[Saved entries]
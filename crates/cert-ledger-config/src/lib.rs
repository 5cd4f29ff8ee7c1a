// crates/cert-ledger-config/src/lib.rs
// ============================================================================
// Module: Cert Ledger Config Library
// Description: Store configuration model, validation, and construction.
// Purpose: Single source of truth for cert-ledger.toml semantics.
// Dependencies: cert-ledger-core, cert-ledger-store-*, serde, toml
// ============================================================================

//! ## Overview
//! `cert-ledger-config` loads `cert-ledger.toml`, validates it fail-closed,
//! and builds the configured backend as a [`SharedCertRecordStore`].
//!
//! Security posture: config inputs are untrusted.
//!
//! [`SharedCertRecordStore`]: cert_ledger_core::SharedCertRecordStore

// ============================================================================
// SECTION: Modules
// ============================================================================

pub mod builder;
pub mod config;

// ============================================================================
// SECTION: Re-Exports
// ============================================================================

pub use builder::build_store;
pub use config::*;
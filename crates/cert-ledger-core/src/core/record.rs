// crates/cert-ledger-core/src/core/record.rs
// ============================================================================
// Module: Certificate Lineage Record
// Description: Current and previous credential for one workload instance.
// Purpose: Provide the entity persisted by every certificate record store.
// Dependencies: serde
// ============================================================================

//! ## Overview
//! A [`CertRecord`] is one row of lineage keyed by instance identifier. It
//! holds the most recently issued credential and the one issued immediately
//! before it, so renewal logic can detect replay or rollback of an older
//! certificate.

// ============================================================================
// SECTION: Imports
// ============================================================================

use serde::Deserialize;
use serde::Serialize;

use crate::core::time::Timestamp;

// ============================================================================
// SECTION: Record
// ============================================================================

/// Certificate lineage for a single workload instance.
///
/// # Invariants
/// - `instance_id` is the sole lookup key and never changes once stored.
/// - Monotonic `current_time` across renewals is a caller policy; the store
///   persists whatever instant it is given.
#[derive(Debug, Clone, PartialEq, Eq, Serialize, Deserialize)]
pub struct CertRecord {
    /// Unique workload instance identifier.
    pub instance_id: String,
    /// Certificate subject common name.
    pub common_name: String,
    /// Serial of the most recently issued certificate.
    pub current_serial: String,
    /// Client IP that requested the current certificate.
    pub current_ip: String,
    /// Issue time of the current certificate.
    pub current_time: Timestamp,
    /// Serial of the certificate issued before the current one.
    pub prev_serial: String,
    /// Client IP that requested the previous certificate.
    pub prev_ip: String,
    /// Issue time of the previous certificate.
    pub prev_time: Timestamp,
}

impl CertRecord {
    /// Returns the record after a renewal: the current credential moves to
    /// the previous slot and the supplied credential becomes current.
    #[must_use]
    pub fn rotated(
        &self,
        serial: impl Into<String>,
        ip: impl Into<String>,
        issued_at: Timestamp,
    ) -> Self {
        Self {
            instance_id: self.instance_id.clone(),
            common_name: self.common_name.clone(),
            current_serial: serial.into(),
            current_ip: ip.into(),
            current_time: issued_at,
            prev_serial: self.current_serial.clone(),
            prev_ip: self.current_ip.clone(),
            prev_time: self.current_time,
        }
    }
}
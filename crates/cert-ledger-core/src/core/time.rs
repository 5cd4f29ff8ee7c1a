// crates/cert-ledger-core/src/core/time.rs
// ============================================================================
// Module: Cert Ledger Time Model
// Description: Millisecond timestamps for certificate issuance times.
// Purpose: Keep issuance instants lossless across every storage backend.
// Dependencies: serde, time
// ============================================================================

//! ## Overview
//! Issuance times are carried as signed Unix epoch milliseconds. Backends
//! with a native timestamp column convert through [`OffsetDateTime`] in UTC;
//! backends without one persist the raw millisecond value. Either way the
//! instant read back is the instant written.

// ============================================================================
// SECTION: Imports
// ============================================================================

use std::fmt;
use std::time::SystemTime;
use std::time::UNIX_EPOCH;

use serde::Deserialize;
use serde::Serialize;
use time::OffsetDateTime;

use crate::interfaces::CertStoreError;

// ============================================================================
// SECTION: Constants
// ============================================================================

/// Nanoseconds per millisecond.
const NANOS_PER_MILLI: i128 = 1_000_000;

// ============================================================================
// SECTION: Time Values
// ============================================================================

/// Issuance instant with millisecond resolution.
///
/// # Invariants
/// - The value is an absolute instant; no timezone is attached or applied.
/// - Ordering follows the underlying millisecond value.
#[derive(Debug, Clone, Copy, PartialEq, Eq, PartialOrd, Ord, Hash, Serialize, Deserialize)]
#[serde(transparent)]
pub struct Timestamp(i64);

impl Timestamp {
    /// Creates a timestamp from Unix epoch milliseconds.
    #[must_use]
    pub const fn from_unix_millis(millis: i64) -> Self {
        Self(millis)
    }

    /// Returns the timestamp as Unix epoch milliseconds.
    #[must_use]
    pub const fn as_unix_millis(self) -> i64 {
        self.0
    }

    /// Returns the current wall-clock time, saturating at the `i64` range.
    #[must_use]
    pub fn now() -> Self {
        let millis = SystemTime::now()
            .duration_since(UNIX_EPOCH)
            .unwrap_or_default()
            .as_millis();
        Self(i64::try_from(millis).unwrap_or(i64::MAX))
    }

    /// Floors an [`OffsetDateTime`] to the millisecond.
    ///
    /// # Errors
    ///
    /// Returns [`CertStoreError::Corrupt`] when the instant does not fit in
    /// `i64` milliseconds.
    pub fn from_offset_date_time(value: OffsetDateTime) -> Result<Self, CertStoreError> {
        let millis = value.unix_timestamp_nanos().div_euclid(NANOS_PER_MILLI);
        i64::try_from(millis)
            .map(Self)
            .map_err(|_| CertStoreError::Corrupt("timestamp out of range".to_string()))
    }

    /// Converts the timestamp to a UTC [`OffsetDateTime`].
    ///
    /// # Errors
    ///
    /// Returns [`CertStoreError::Invalid`] when the value is outside the
    /// range supported by `time`.
    pub fn to_offset_date_time(self) -> Result<OffsetDateTime, CertStoreError> {
        OffsetDateTime::from_unix_timestamp_nanos(i128::from(self.0) * NANOS_PER_MILLI)
            .map_err(|err| CertStoreError::Invalid(format!("timestamp out of range: {err}")))
    }
}

impl fmt::Display for Timestamp {
    fn fmt(&self, f: &mut fmt::Formatter<'_>) -> fmt::Result {
        write!(f, "{}ms", self.0)
    }
}

// ============================================================================
// SECTION: Tests
// ============================================================================
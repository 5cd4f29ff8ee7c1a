// crates/cert-ledger-store-postgres/src/lib.rs
// ============================================================================
// Module: Postgres Certificate Record Store
// Description: Pooled CertRecordStore backend using Postgres.
// Purpose: Persist certificate lineage for shared, multi-node deployments.
// Dependencies: cert-ledger-core, postgres, r2d2, r2d2_postgres
// ============================================================================

//! ## Overview
//! This crate provides a Postgres-backed [`CertRecordStore`] whose
//! connections are lent by an `r2d2` pool. Timestamps are stored as
//! `TIMESTAMPTZ` and strings as `TEXT`.
//!
//! [`CertRecordStore`]: cert_ledger_core::CertRecordStore

// ============================================================================
// SECTION: Modules
// ============================================================================

pub mod store;

// ============================================================================
// SECTION: Re-Exports
// ============================================================================

pub use store::PostgresCertRecordConnection;
pub use store::PostgresCertRecordStore;
pub use store::PostgresStoreConfig;
pub use store::PostgresStoreError;
pub use store::shared_postgres_store;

Requirement: Scan the entries above for the word "toml", then copy every line in which it occurs.

Expected answer:
// Purpose: Single source of truth for cert-ledger.toml semantics.
// Dependencies: cert-ledger-core, cert-ledger-store-*, serde, toml
//! `cert-ledger-config` loads `cert-ledger.toml`, validates it fail-closed,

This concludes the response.